Hosting
Domains and DNS for Hosting¶
A domain is the human-friendly name people type; DNS is the system that turns it into the IP address of your server and routes your email. This page explains domains and registrars, how a lookup resolves, every record type you will actually use, how to point a domain at a server, and the everyday DNS tasks of running a hosted site.
Tested on
Lookups use dig and host from bind-utils on AlmaLinux 9 / RHEL 9 (sudo dnf install -y bind-utils). On Debian/Ubuntu the package is dnsutils (sudo apt install -y dnsutils). Zone-file syntax is BIND-style but the concepts apply to any DNS panel.
Domains, registrars, and nameservers¶
- Domain name - a name in the global namespace, e.g.
example.com. The right-most label (.com,.org,.in) is the TLD. - Registrar - an ICANN-accredited company (Namecheap, GoDaddy, Cloudflare Registrar, etc.) where you register the domain. Registration is a yearly lease, not a purchase; let it lapse and it goes back on the market.
- Registry - the operator of a TLD (Verisign runs
.com). The registrar talks to the registry on your behalf. - Nameservers (NS) - the authoritative servers that answer DNS queries for your domain.

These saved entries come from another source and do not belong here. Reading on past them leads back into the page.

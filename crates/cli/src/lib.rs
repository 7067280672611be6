use anyhow::{Context as AnyhowContext, Result};
use clap::{Args, Parser, Subcommand, ValueEnum};
use patchwise_code_chunker::Chunker;
use patchwise_pipeline::{
    HttpGenerator, ModelSession, PipelineConfig, PipelineOrchestrator, ScriptedGenerator,
    SourceFile, TextGenerator,
};
use patchwise_vector_store::{EmbeddingModel, TextIndex, DEFAULT_TOP_K};
use serde::Serialize;
use std::env;
use std::path::{Path, PathBuf};
use std::sync::Arc;

mod report;

#[derive(Parser)]
#[command(name = "patchwise")]
#[command(about = "Retrieval-augmented fault localization and repair", long_about = None)]
#[command(version)]
struct Cli {
    #[command(subcommand)]
    command: Commands,

    /// Enable verbose logging
    #[arg(short, long, global = true)]
    verbose: bool,

    /// Quiet mode: log only warnings/errors
    #[arg(long, global = true)]
    quiet: bool,

    /// Pipeline config file (TOML)
    #[arg(long, global = true)]
    config: Option<PathBuf>,

    /// Replay model responses from a JSON array instead of calling the provider
    #[arg(long, global = true)]
    responses: Option<PathBuf>,

    /// Override embedding backend in this process
    #[arg(long, global = true, value_enum)]
    embed_mode: Option<EmbedMode>,
}

#[derive(Subcommand)]
enum Commands {
    /// Manage the persisted chunk index directly
    Index(IndexArgs),

    /// Run every stage on a file and print the review
    Run(RunArgs),

    /// Run the stages in order up to the named one and print its output
    Stage(StageArgs),
}

#[derive(Args)]
struct IndexArgs {
    #[command(subcommand)]
    action: IndexAction,
}

#[derive(Subcommand)]
enum IndexAction {
    /// Chunk, embed and append files to the index
    Embed {
        #[arg(required = true)]
        files: Vec<PathBuf>,

        /// Output JSON
        #[arg(long)]
        json: bool,
    },

    /// Nearest chunks for a query
    Query {
        text: String,

        /// Number of neighbors
        #[arg(short, long, default_value_t = DEFAULT_TOP_K)]
        k: usize,

        /// Output JSON
        #[arg(long)]
        json: bool,
    },

    /// Remove every chunk and vector
    Clear,
}

#[derive(Args)]
struct RunArgs {
    /// Source file to repair
    file: PathBuf,

    /// Ask the model to fix syntax errors in the final patch before validating
    #[arg(long)]
    repair_syntax: bool,

    /// Output the whole run as JSON
    #[arg(long)]
    json: bool,
}

#[derive(Args)]
struct StageArgs {
    #[arg(value_enum)]
    stage: StageName,

    /// Source file to repair
    file: PathBuf,

    /// Output the run state as JSON
    #[arg(long)]
    json: bool,
}

#[derive(Copy, Clone, Debug, PartialEq, Eq, PartialOrd, Ord, ValueEnum)]
enum StageName {
    Localize,
    Match,
    Patch,
    Validate,
}

#[derive(Copy, Clone, Debug, ValueEnum)]
enum EmbedMode {
    Fast,
    Stub,
}

impl EmbedMode {
    const fn as_str(self) -> &'static str {
        match self {
            EmbedMode::Fast => "fast",
            EmbedMode::Stub => "stub",
        }
    }
}

#[derive(Serialize)]
struct EmbedOutput {
    files: usize,
    chunks_added: usize,
    total_chunks: usize,
    index_path: PathBuf,
}

pub async fn main_entry() -> Result<()> {
    let mut cli = Cli::parse();

    if let Some(mode) = cli.embed_mode {
        env::set_var("PATCHWISE_EMBEDDING_MODE", mode.as_str());
    }

    // Keep stdout clean for JSON consumers
    let json_output = match &cli.command {
        Commands::Index(args) => match &args.action {
            IndexAction::Embed { json, .. } | IndexAction::Query { json, .. } => *json,
            IndexAction::Clear => false,
        },
        Commands::Run(args) => args.json,
        Commands::Stage(args) => args.json,
    };
    if json_output {
        cli.quiet = true;
    }

    let mut builder =
        env_logger::Builder::from_env(env_logger::Env::default().default_filter_or("info"));
    if cli.quiet {
        builder.filter_level(log::LevelFilter::Warn);
    } else if cli.verbose {
        builder.filter_level(log::LevelFilter::Debug);
    }
    // ORT is extremely noisy
    if !cli.verbose {
        builder.filter_module("ort", log::LevelFilter::Off);
    }
    builder.target(env_logger::Target::Stderr).init();

    let config = PipelineConfig::load(cli.config.as_deref()).context("Failed to load config")?;

    match cli.command {
        Commands::Index(args) => run_index(args.action, &config).await?,
        Commands::Run(args) => run_pipeline(args, &config, cli.responses.as_deref()).await?,
        Commands::Stage(args) => run_stage(args, &config, cli.responses.as_deref()).await?,
    }

    Ok(())
}

async fn open_index(config: &PipelineConfig) -> Result<TextIndex> {
    let embedder = EmbeddingModel::new().context("Failed to load embedding model")?;
    let chunker = Chunker::new(config.chunker_config()).context("Invalid chunker settings")?;
    TextIndex::open(&config.index_path, embedder, chunker)
        .await
        .with_context(|| format!("Failed to open index {}", config.index_path.display()))
}

async fn run_index(action: IndexAction, config: &PipelineConfig) -> Result<()> {
    let mut index = open_index(config).await?;

    match action {
        IndexAction::Embed { files, json } => {
            let mut contents = Vec::with_capacity(files.len());
            for path in &files {
                let source = SourceFile::from_path(path)
                    .await
                    .with_context(|| format!("Failed to read {}", path.display()))?;
                contents.push(source.to_file_content());
            }
            let added = index.embed(&contents).await.context("Embedding failed")?;
            let output = EmbedOutput {
                files: files.len(),
                chunks_added: added,
                total_chunks: index.len(),
                index_path: index.path().to_path_buf(),
            };
            if json {
                println!("{}", serde_json::to_string_pretty(&output)?);
            } else {
                println!(
                    "Indexed {} chunks from {} files ({} total) into {}",
                    output.chunks_added,
                    output.files,
                    output.total_chunks,
                    output.index_path.display()
                );
            }
        }
        IndexAction::Query { text, k, json } => {
            let hits = index.retrieve(&text, k).await.context("Query failed")?;
            if json {
                println!("{}", serde_json::to_string_pretty(&hits)?);
            } else {
                print!("{}", report::render_hits(&hits));
            }
        }
        IndexAction::Clear => {
            index.clear().await.context("Failed to clear index")?;
            println!("Cleared index {}", index.path().display());
        }
    }

    Ok(())
}

fn build_generator(
    config: &PipelineConfig,
    responses: Option<&Path>,
) -> Result<Arc<dyn TextGenerator>> {
    match responses {
        Some(path) => {
            log::info!("Replaying model responses from {}", path.display());
            let scripted = ScriptedGenerator::from_file(path)
                .with_context(|| format!("Failed to load responses {}", path.display()))?;
            Ok(Arc::new(scripted))
        }
        None => {
            let http = HttpGenerator::from_config(&config.backend)
                .context("Failed to configure generation backend")?;
            Ok(Arc::new(http))
        }
    }
}

async fn start_run(
    file: &Path,
    config: &PipelineConfig,
    responses: Option<&Path>,
) -> Result<PipelineOrchestrator> {
    let source = SourceFile::from_path(file)
        .await
        .with_context(|| format!("Failed to read {}", file.display()))?;
    let generator = build_generator(config, responses)?;
    let session = ModelSession::from_config(config, generator)?;
    let index = open_index(config).await?;

    let mut orchestrator = PipelineOrchestrator::new(session, index, config);
    let summary = orchestrator.initialize(source).await?;
    log::debug!("{summary}");
    Ok(orchestrator)
}

async fn run_pipeline(
    args: RunArgs,
    config: &PipelineConfig,
    responses: Option<&Path>,
) -> Result<()> {
    let mut orchestrator = start_run(&args.file, config, responses).await?;

    let review = if args.repair_syntax {
        orchestrator.localize().await?;
        orchestrator.match_patterns().await?;
        orchestrator.generate_patches().await?;
        orchestrator.repair_final_patch().await?;
        orchestrator.validate().await?
    } else {
        orchestrator.run_all().await?
    };

    let run = orchestrator
        .run()
        .context("Pipeline finished without an active run")?;
    if args.json {
        println!("{}", serde_json::to_string_pretty(run)?);
    } else {
        println!("{}", report::render_run(run, &review));
    }
    Ok(())
}

async fn run_stage(
    args: StageArgs,
    config: &PipelineConfig,
    responses: Option<&Path>,
) -> Result<()> {
    let mut orchestrator = start_run(&args.file, config, responses).await?;

    let mut output = orchestrator.localize().await?;
    if args.stage >= StageName::Match {
        output = orchestrator.match_patterns().await?;
    }
    if args.stage >= StageName::Patch {
        output = orchestrator.generate_patches().await?;
    }
    if args.stage >= StageName::Validate {
        output = orchestrator.validate().await?;
    } else {
        // The index only lives for one run
        orchestrator.abandon().await?;
    }

    if args.json {
        // `abandon` drops the run, so report the stage output alone
        let body = serde_json::json!({
            "stage": args.stage.to_possible_value().map(|v| v.get_name().to_string()),
            "output": output,
        });
        println!("{}", serde_json::to_string_pretty(&body)?);
    } else {
        println!("{output}");
    }
    Ok(())
}
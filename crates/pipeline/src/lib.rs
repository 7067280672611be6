//! # Patchwise Pipeline
//!
//! Retrieval-augmented code repair in four stages over one source file.
//!
//! ```text
//! SourceFile
//!     │
//!     ├──> TextIndex.embed (context for later retrieval)
//!     │
//!     ├──> FaultLocalizer      token-budgeted chunks → fault report
//!     │
//!     ├──> PatternSynthesizer  #### Fault N → retrieved context → fix fragment
//!     │
//!     ├──> PatchIntegrator     fragment k applied on top of snapshot k-1
//!     │
//!     └──> PatchValidator      final snapshot → GOOD | BAD | UNKNOWN
//! ```
//!
//! Every stage talks to the model through a [`ModelSession`], which wraps a
//! [`TextGenerator`]. [`ScriptedGenerator`] replays canned responses for tests
//! and offline runs.

mod backend;
mod catalog;
mod config;
mod error;
mod extract;
mod integrate;
mod localize;
mod orchestrator;
pub mod prompts;
mod session;
mod source;
mod synthesize;
mod validate;

pub use backend::{HttpGenerator, Provider, ScriptedGenerator, TextGenerator};
pub use catalog::{ModelCatalog, ModelLimits};
pub use config::{BackendConfig, FailurePolicy, PipelineConfig};
pub use error::{PipelineError, Result};
pub use extract::{
    extract_faults, parse_validation, return_code_block, FaultEntry, ValidationResult,
    ValidationStatus, NONE_PROVIDED,
};
pub use integrate::{PatchIntegrator, PatchSnapshot};
pub use localize::{FaultLocalizer, LocalizationResult};
pub use orchestrator::{PipelineOrchestrator, PipelineRun, PipelineState};
pub use session::ModelSession;
pub use source::SourceFile;
pub use synthesize::{ContextRetriever, PatchFragment, PatternSynthesizer, SynthesisResult};
pub use validate::PatchValidator;
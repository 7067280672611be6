use patchwise_code_chunker::ChunkerError;
use patchwise_vector_store::VectorStoreError;
use thiserror::Error;

pub type Result<T> = std::result::Result<T, PipelineError>;

#[derive(Error, Debug)]
pub enum PipelineError {
    #[error("Configuration error: {0}")]
    Configuration(String),

    #[error("Backend error: {0}")]
    Backend(String),

    #[error("Cannot run {stage}: {missing} is not available yet")]
    StageOrder {
        stage: &'static str,
        missing: &'static str,
    },

    #[error("Source file '{0}' is empty")]
    EmptyInput(String),

    #[error(transparent)]
    Index(#[from] VectorStoreError),

    #[error(transparent)]
    Chunking(#[from] ChunkerError),

    #[error("IO error: {0}")]
    Io(#[from] std::io::Error),
}

impl PipelineError {
    pub fn configuration(msg: impl Into<String>) -> Self {
        Self::Configuration(msg.into())
    }

    pub fn backend(msg: impl Into<String>) -> Self {
        Self::Backend(msg.into())
    }
}
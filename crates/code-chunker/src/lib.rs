//! # Patchwise Code Chunker
//!
//! Splits source files into the two kinds of chunks the repair pipeline needs.
//!
//! ## Character windows (retrieval)
//!
//! Overlapping windows bounded by character length, used as the unit of embedding.
//! A structural pass is tried first for languages with a tree-sitter grammar, then
//! language separators, then the generic `\n\n` / `\n` / ` ` / char fallback.
//!
//! ```text
//! Source Text + Language Tag
//!     │
//!     ├──> Structural boundaries (tree-sitter top-level items)
//!     │
//!     ├──> Recursive separator splitting (oversized pieces)
//!     │
//!     └──> Window merge with overlap
//!          └─> Vec<String>
//! ```
//!
//! ## Token windows (analysis)
//!
//! Contiguous, non-overlapping token slices sized against a model's response budget,
//! so analysis prompts never ask for more than the backend can return.
//!
//! ## Example
//!
//! ```rust
//! use patchwise_code_chunker::{Chunker, ChunkerConfig, CodepointCodec, TokenBudgetedChunker};
//!
//! let chunker = Chunker::new(ChunkerConfig::default()).unwrap();
//! let windows = chunker.split("def f():\n    return 1\n", "PY").unwrap();
//! assert_eq!(windows.len(), 1);
//!
//! let codec = CodepointCodec;
//! let slices = TokenBudgetedChunker::new(&codec).chunk("abcdef", 4).unwrap();
//! assert_eq!(slices.len(), 2);
//! ```

mod chunker;
mod config;
mod error;
mod language;
mod splitter;
mod structural;
mod token_window;

pub use chunker::Chunker;
pub use config::ChunkerConfig;
pub use error::{ChunkerError, Result};
pub use language::{language_tag, Language, GENERIC_TAG};
pub use token_window::{CodepointCodec, HfTokenizer, TokenBudgetedChunker, TokenCodec, TokenWindow};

At the registrar you set which nameservers your domain uses - these delegate control of your DNS. They might be your registrar's, your host's (e.g.
ns1.yourhost.com), or a DNS provider's (e.g. Cloudflare). - WHOIS - the public registration record (registrant, dates, nameservers). WHOIS privacy replaces your personal contact details with the registrar's proxy so spammers do not harvest them - usually free and worth enabling.
whois example.com # registrar, creation/expiry dates, nameservers
dig NS example.com +short # which nameservers are authoritative right now
Registration vs DNS hosting are two different things
You can register a domain at one company and host its DNS somewhere else. The link between them is the nameserver delegation you set at the registrar. Point the NS at the provider whose panel you want to edit your records in.
How DNS resolution works¶
When a resolver has nothing cached, it walks the hierarchy top-down. To resolve www.example.com:
Browser -> Recursive resolver (e.g. 1.1.1.1)
1. resolver asks a ROOT server: "where is .com?"
root replies: "ask the .com TLD servers"
2. resolver asks the .com TLD server: "where is example.com?"
TLD replies: "ask ns1.example-dns.com (the authoritative NS)"
3. resolver asks the AUTHORITATIVE NS: "what is www.example.com?"
authoritative replies: "A 203.0.113.10"
4. resolver caches the answer for its TTL and returns it to the browser
- Recursive resolver - does the legwork and caches results. Run by ISPs, or public ones like
1.1.1.1(Cloudflare) and8.8.8.8(Google). - Root servers - the top of the tree; they delegate to TLD servers.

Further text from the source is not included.